You are given a string, S, and a list of words, L, that are all of the same length. Find all starting indices of substring(s) in S that is a concatenation of each word in L exactly once and without any intervening characters.

For example, given:
S: "barfoothefoobarman"
L: ["foo", "bar"]

You should return the indices: [0,9].(order does not matter)

解这道题开始的想法是S中依次截取和L中所有字符串长度相同的字符串。依次检查是否存在L[i]中的元素,如果L[i]中元素存在就删除这个字符串。那么最后如果字符串长度为0这个位置就是符合要求的位置。但是Time Limitted.

后来换一种解法,首先遍历一遍L数组,完成一个HashMap,map中key是L数组中元素,value是该字符串在数组中出现次数。

由于L中所有字符串长度相同,L中有num的字符串。一次循环,最多截取num个subString。

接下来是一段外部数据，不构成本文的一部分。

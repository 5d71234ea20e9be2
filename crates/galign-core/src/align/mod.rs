//! The alignment engine.
//!
//! This module provides the path from a tree root to repaired assets:
//! - Two-level tree traversal yielding apartment directories
//! - Canonical name derivation and drift checks
//! - Per-file rename plus sidecar reconciliation
//! - The orchestrating pass with per-file failure isolation
//!
//! # Architecture
//!
//! ```text
//! align_tree (orchestrator)
//!     │
//!     ├── walker - enumerate root/<location>/<apartment>
//!     │
//!     └── align_file - one file, one terminal outcome
//!             │
//!             ├── naming - location split, canonical prefix
//!             │
//!             └── metadata - sidecar scan and rewrite
//! ```

mod file;
mod naming;
mod orchestrator;
mod walker;

pub use file::{align_file, FileOutcome, MetadataOutcome};
pub use naming::{canonical_prefix, check_alignment, split_location, NameAlignment};
pub use orchestrator::{align_tree, AlignEvent, AlignReport};
pub use walker::{apartment_dirs, AssetDirectory, TreeListing};
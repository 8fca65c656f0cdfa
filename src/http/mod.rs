//! HTTP Transport layer for the Model Context Protocol
//!
//! Provides the external API routing: the `/mcp` endpoint with its CORS preflight,
//! and the health and discovery endpoints.

pub mod handlers;
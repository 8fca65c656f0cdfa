use std::{sync::Arc, time::Instant};

use axum::{
    middleware,
    routing::{get, post},
    Router,
};

pub mod config;
pub mod domain;
pub mod errors;
pub mod http;
pub mod logging;
pub mod mcp;
pub mod webhook;

use webhook::DocSink;

#[derive(Clone)]
pub struct AppState {
    pub doc_sink: Arc<dyn DocSink>,
    pub started_at: Instant,
}

impl AppState {
    pub fn new(doc_sink: Arc<dyn DocSink>) -> Self {
        Self {
            doc_sink,
            started_at: Instant::now(),
        }
    }
}

pub fn build_app(state: AppState) -> Router {
    Router::new()
        .route("/health", get(http::handlers::health))
        .route("/.well-known/mcp", get(http::handlers::discovery))
        .route(
            "/mcp",
            post(http::handlers::mcp_endpoint).options(http::handlers::preflight),
        )
        .layer(middleware::from_fn(logging::request_logging_middleware))
        .with_state(state)
}
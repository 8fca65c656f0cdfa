//! Summarization request model and its closed-schema validator
//!
//! Arguments of the `summarize_context` tool arrive as untyped JSON. The validator
//! walks that value once, collecting every field-level violation, and only yields a
//! [`SummarizeRequest`] when the whole payload is acceptable. Absent optional lists
//! are normalized to empty vectors so rendering never distinguishes the two.

use std::{fmt, sync::LazyLock};

use regex::Regex;
use serde::Serialize;
use serde_json::{Map, Value};

static DATE_PATTERN: LazyLock<Regex> =
    LazyLock::new(|| Regex::new(r"^[0-9]{4}-[0-9]{2}-[0-9]{2}$").expect("valid date pattern"));

const ROOT_PATH: &str = "(root)";

const REQUEST_FIELDS: [&str; 6] = [
    "deal_id",
    "deal_name",
    "source_canvas_name",
    "doc_title",
    "output_format",
    "context",
];
const CONTEXT_FIELDS: [&str; 8] = [
    "summary",
    "key_points",
    "open_questions",
    "next_steps",
    "risks",
    "stakeholders",
    "evidence",
    "last_updated",
];

/// String-valued enumerations accepted by the validator.
pub trait Literal: Sized + Copy {
    const VALUES: &'static [&'static str];

    fn from_literal(value: &str) -> Option<Self>;
    fn as_str(&self) -> &'static str;
}

macro_rules! literal_enum {
    ($name:ident { $($variant:ident => $text:literal),+ $(,)? }) => {
        #[derive(Debug, Clone, Copy, PartialEq, Eq, Serialize)]
        #[serde(rename_all = "snake_case")]
        pub enum $name {
            $($variant,)+
        }

        impl Literal for $name {
            const VALUES: &'static [&'static str] = &[$($text),+];

            fn from_literal(value: &str) -> Option<Self> {
                match value {
                    $($text => Some(Self::$variant),)+
                    _ => None,
                }
            }

            fn as_str(&self) -> &'static str {
                match self {
                    $(Self::$variant => $text,)+
                }
            }
        }

        impl fmt::Display for $name {
            fn fmt(&self, f: &mut fmt::Formatter<'_>) -> fmt::Result {
                f.write_str(self.as_str())
            }
        }
    };
}

literal_enum!(OutputFormat {
    ExecBullets => "exec_bullets",
    SeDealUpdate => "se_deal_update",
    Memo => "memo",
});

literal_enum!(StepStatus {
    Open => "open",
    Done => "done",
});

literal_enum!(Severity {
    Low => "low",
    Med => "med",
    High => "high",
});

literal_enum!(EvidenceKind {
    Conversation => "conversation",
    Canvas => "canvas",
});

#[derive(Debug, Clone, PartialEq, Serialize)]
pub struct SummarizeRequest {
    #[serde(skip_serializing_if = "Option::is_none")]
    pub deal_id: Option<String>,
    #[serde(skip_serializing_if = "Option::is_none")]
    pub deal_name: Option<String>,
    #[serde(skip_serializing_if = "Option::is_none")]
    pub source_canvas_name: Option<String>,
    #[serde(skip_serializing_if = "Option::is_none")]
    pub doc_title: Option<String>,
    pub output_format: OutputFormat,
    pub context: Context,
}

#[derive(Debug, Clone, PartialEq, Serialize)]
pub struct Context {
    pub summary: String,
    pub key_points: Vec<String>,
    pub open_questions: Vec<OpenQuestion>,
    pub next_steps: Vec<NextStep>,
    pub risks: Vec<Risk>,
    pub stakeholders: Vec<Stakeholder>,
    pub evidence: Vec<Evidence>,
    #[serde(skip_serializing_if = "Option::is_none")]
    pub last_updated: Option<String>,
}

#[derive(Debug, Clone, PartialEq, Serialize)]
pub struct OpenQuestion {
    pub question: String,
    #[serde(skip_serializing_if = "Option::is_none")]
    pub owner: Option<String>,
    #[serde(skip_serializing_if = "Option::is_none")]
    pub due: Option<String>,
}

#[derive(Debug, Clone, PartialEq, Serialize)]
pub struct NextStep {
    pub action: String,
    #[serde(skip_serializing_if = "Option::is_none")]
    pub owner: Option<String>,
    #[serde(skip_serializing_if = "Option::is_none")]
    pub due: Option<String>,
    pub status: StepStatus,
}

#[derive(Debug, Clone, PartialEq, Serialize)]
pub struct Risk {
    pub risk: String,
    pub severity: Severity,
    #[serde(skip_serializing_if = "Option::is_none")]
    pub mitigation: Option<String>,
}

#[derive(Debug, Clone, PartialEq, Serialize)]
pub struct Stakeholder {
    pub name: String,
    #[serde(skip_serializing_if = "Option::is_none")]
    pub role: Option<String>,
    #[serde(skip_serializing_if = "Option::is_none")]
    pub influence: Option<String>,
}

#[derive(Debug, Clone, PartialEq, Serialize)]
pub struct Evidence {
    #[serde(rename = "type")]
    pub kind: EvidenceKind,
    pub pointer: String,
    pub excerpt: String,
}

/// Sizes of the context lists, reported in diagnostics instead of their contents.
#[derive(Debug, Clone, Copy, PartialEq, Eq)]
pub struct ListCounts {
    pub key_points: usize,
    pub open_questions: usize,
    pub next_steps: usize,
    pub risks: usize,
    pub stakeholders: usize,
    pub evidence: usize,
}

impl Context {
    pub fn list_counts(&self) -> ListCounts {
        ListCounts {
            key_points: self.key_points.len(),
            open_questions: self.open_questions.len(),
            next_steps: self.next_steps.len(),
            risks: self.risks.len(),
            stakeholders: self.stakeholders.len(),
            evidence: self.evidence.len(),
        }
    }
}

#[derive(Debug, Clone, PartialEq, Eq)]
pub struct Violation {
    pub path: String,
    pub message: String,
}

impl fmt::Display for Violation {
    fn fmt(&self, f: &mut fmt::Formatter<'_>) -> fmt::Result {
        write!(f, "{}: {}", self.path, self.message)
    }
}

pub fn validate_summarize_request(input: &Value) -> Result<SummarizeRequest, Vec<Violation>> {
    let mut checker = Checker::default();
    match checker.summarize_request(input) {
        Some(request) if checker.violations.is_empty() => Ok(request),
        _ => Err(checker.violations),
    }
}

fn child_path(parent: &str, key: &str) -> String {
    if parent.is_empty() {
        key.to_string()
    } else {
        format!("{parent}.{key}")
    }
}

/// Accumulates violations while walking the payload. A `None` from anything but
/// `optional_text` implies a violation was recorded.
#[derive(Default)]
struct Checker {
    violations: Vec<Violation>,
}

impl Checker {
    fn fail(&mut self, path: &str, message: impl Into<String>) {
        let path = if path.is_empty() { ROOT_PATH } else { path };
        self.violations.push(Violation {
            path: path.to_string(),
            message: message.into(),
        });
    }

    fn summarize_request(&mut self, value: &Value) -> Option<SummarizeRequest> {
        let map = self.object(value, "", &REQUEST_FIELDS)?;

        let deal_id = self.optional_text(map, "deal_id", "");
        let deal_name = self.optional_text(map, "deal_name", "");
        let source_canvas_name = self.optional_text(map, "source_canvas_name", "");
        let doc_title = self.optional_text(map, "doc_title", "");
        let output_format = self.required_literal::<OutputFormat>(map, "output_format", "");
        let context = match map.get("context") {
            Some(value) => self.context(value, "context"),
            None => {
                self.fail("context", "is required");
                None
            }
        };

        Some(SummarizeRequest {
            deal_id,
            deal_name,
            source_canvas_name,
            doc_title,
            output_format: output_format?,
            context: context?,
        })
    }

    fn context(&mut self, value: &Value, path: &str) -> Option<Context> {
        let map = self.object(value, path, &CONTEXT_FIELDS)?;

        let summary = self.required_text(map, "summary", path);
        let key_points = self.list(map, "key_points", path, Self::text);
        let open_questions = self.list(map, "open_questions", path, Self::open_question);
        let next_steps = self.list(map, "next_steps", path, Self::next_step);
        let risks = self.list(map, "risks", path, Self::risk);
        let stakeholders = self.list(map, "stakeholders", path, Self::stakeholder);
        let evidence = self.list(map, "evidence", path, Self::evidence);
        let last_updated = self.optional_text(map, "last_updated", path).filter(|date| {
            let matches = DATE_PATTERN.is_match(date);
            if !matches {
                self.fail(&child_path(path, "last_updated"), "must match YYYY-MM-DD");
            }
            matches
        });

        Some(Context {
            summary: summary?,
            key_points,
            open_questions,
            next_steps,
            risks,
            stakeholders,
            evidence,
            last_updated,
        })
    }

    fn open_question(&mut self, value: &Value, path: &str) -> Option<OpenQuestion> {
        let map = self.object(value, path, &["question", "owner", "due"])?;
        let question = self.required_text(map, "question", path);
        let owner = self.optional_text(map, "owner", path);
        let due = self.optional_text(map, "due", path);

        Some(OpenQuestion {
            question: question?,
            owner,
            due,
        })
    }

    fn next_step(&mut self, value: &Value, path: &str) -> Option<NextStep> {
        let map = self.object(value, path, &["action", "owner", "due", "status"])?;
        let action = self.required_text(map, "action", path);
        let owner = self.optional_text(map, "owner", path);
        let due = self.optional_text(map, "due", path);
        let status = self.required_literal::<StepStatus>(map, "status", path);

        Some(NextStep {
            action: action?,
            owner,
            due,
            status: status?,
        })
    }

    fn risk(&mut self, value: &Value, path: &str) -> Option<Risk> {
        let map = self.object(value, path, &["risk", "severity", "mitigation"])?;
        let risk = self.required_text(map, "risk", path);
        let severity = self.required_literal::<Severity>(map, "severity", path);
        let mitigation = self.optional_text(map, "mitigation", path);

        Some(Risk {
            risk: risk?,
            severity: severity?,
            mitigation,
        })
    }

    fn stakeholder(&mut self, value: &Value, path: &str) -> Option<Stakeholder> {
        let map = self.object(value, path, &["name", "role", "influence"])?;
        let name = self.required_text(map, "name", path);
        let role = self.optional_text(map, "role", path);
        let influence = self.optional_text(map, "influence", path);

        Some(Stakeholder {
            name: name?,
            role,
            influence,
        })
    }

    fn evidence(&mut self, value: &Value, path: &str) -> Option<Evidence> {
        let map = self.object(value, path, &["type", "pointer", "excerpt"])?;
        let kind = self.required_literal::<EvidenceKind>(map, "type", path);
        let pointer = self.required_text(map, "pointer", path);
        let excerpt = self.required_text(map, "excerpt", path);

        Some(Evidence {
            kind: kind?,
            pointer: pointer?,
            excerpt: excerpt?,
        })
    }

    fn object<'a>(
        &mut self,
        value: &'a Value,
        path: &str,
        allowed: &[&str],
    ) -> Option<&'a Map<String, Value>> {
        let Some(map) = value.as_object() else {
            self.fail(path, "must be an object");
            return None;
        };

        for key in map.keys() {
            if !allowed.contains(&key.as_str()) {
                self.fail(&child_path(path, key), "unknown property");
            }
        }

        Some(map)
    }

    fn text(&mut self, value: &Value, path: &str) -> Option<String> {
        match value.as_str() {
            Some(text) if !text.trim().is_empty() => Some(text.to_string()),
            Some(_) => {
                self.fail(path, "must not be empty");
                None
            }
            None => {
                self.fail(path, "must be a string");
                None
            }
        }
    }

    fn required_text(&mut self, map: &Map<String, Value>, key: &str, path: &str) -> Option<String> {
        let path = child_path(path, key);
        match map.get(key) {
            Some(value) => self.text(value, &path),
            None => {
                self.fail(&path, "is required");
                None
            }
        }
    }

    fn optional_text(&mut self, map: &Map<String, Value>, key: &str, path: &str) -> Option<String> {
        let value = map.get(key)?;
        self.text(value, &child_path(path, key))
    }

    fn required_literal<T: Literal>(
        &mut self,
        map: &Map<String, Value>,
        key: &str,
        path: &str,
    ) -> Option<T> {
        let path = child_path(path, key);
        let Some(value) = map.get(key) else {
            self.fail(&path, "is required");
            return None;
        };

        let parsed = value.as_str().and_then(T::from_literal);
        if parsed.is_none() {
            self.fail(&path, format!("must be one of: {}", T::VALUES.join(", ")));
        }
        parsed
    }

    fn list<T>(
        &mut self,
        map: &Map<String, Value>,
        key: &str,
        path: &str,
        mut item: impl FnMut(&mut Self, &Value, &str) -> Option<T>,
    ) -> Vec<T> {
        let path = child_path(path, key);
        let Some(value) = map.get(key) else {
            return Vec::new();
        };
        let Some(items) = value.as_array() else {
            self.fail(&path, "must be an array");
            return Vec::new();
        };

        items
            .iter()
            .enumerate()
            .filter_map(|(index, value)| item(self, value, &format!("{path}[{index}]")))
            .collect()
    }
}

截取一个先检测该subString是否存在于L中,不存在就跳出本次循环,开始下次循环。

最早忽略了L中可能存在相同的字符串的情况。


public class Solution {
    public List<Integer> findSubstring(String S, String[] L)
    {
        if(S.length() == 0 || L.length == 0)return new ArrayList<Integer>();
        int SLength = S.length();
        int LLength = L.length;
        int interval = L[0].length();
        ArrayList<Integer> indice = new ArrayList<Integer>();
        HashMap<String,Integer> map = new HashMap<String,Integer>();
        int i = 0;
        while(i<LLength)
        {
            if(map.containsKey(L[i]))
            {
                map.put(L[i], map.get(L[i])+1);
            }
            else
            {
                map.put(L[i], 1);
            }
            i++;
        }
        for(i=0;i<SLength-LLength*interval+1;i++)
        {
            HashMap<String,Integer> find = new HashMap<String,Integer>(map);
            int left = i;
            String sub = S.substring(left,left+interval);
            int num = LLength;
            while(contain(sub,L))
            {
                if(find.get(sub)==0)
                {
                    break;
                }
                else
                {
                    find.put(sub,find.get(sub)-1);
                    num = num - 1;
                    if(num == 0)
                    {
                        indice.add(i);
                        break;
                    }
                    left = left + interval;
                    sub = S.substring(left, left + interval);
                   
                }
            }
        }
       
        /*while(SLength - i>=interval)
        {
            String substring = S.substring(i, i + interval);
            for(int m = 0;m<LLength;m++)
            {
                if(substring.contains(L[m]))
                {
                    substring = delete(substring,L[m]);
                }
            }
            if(substring.isEmpty())
            {
                indice.add(i);
            }
            i++;
        }*/
       
        return indice;
    }
    public boolean contain(String str,String[] L)
    {
        int length = L.length;
        boolean b = false;
        for(int i = 0;i<length;i++)
        {
            if(str.equals(L[i]))
            {
                b = true;
                break;
            }
        }
        return b;
    }
}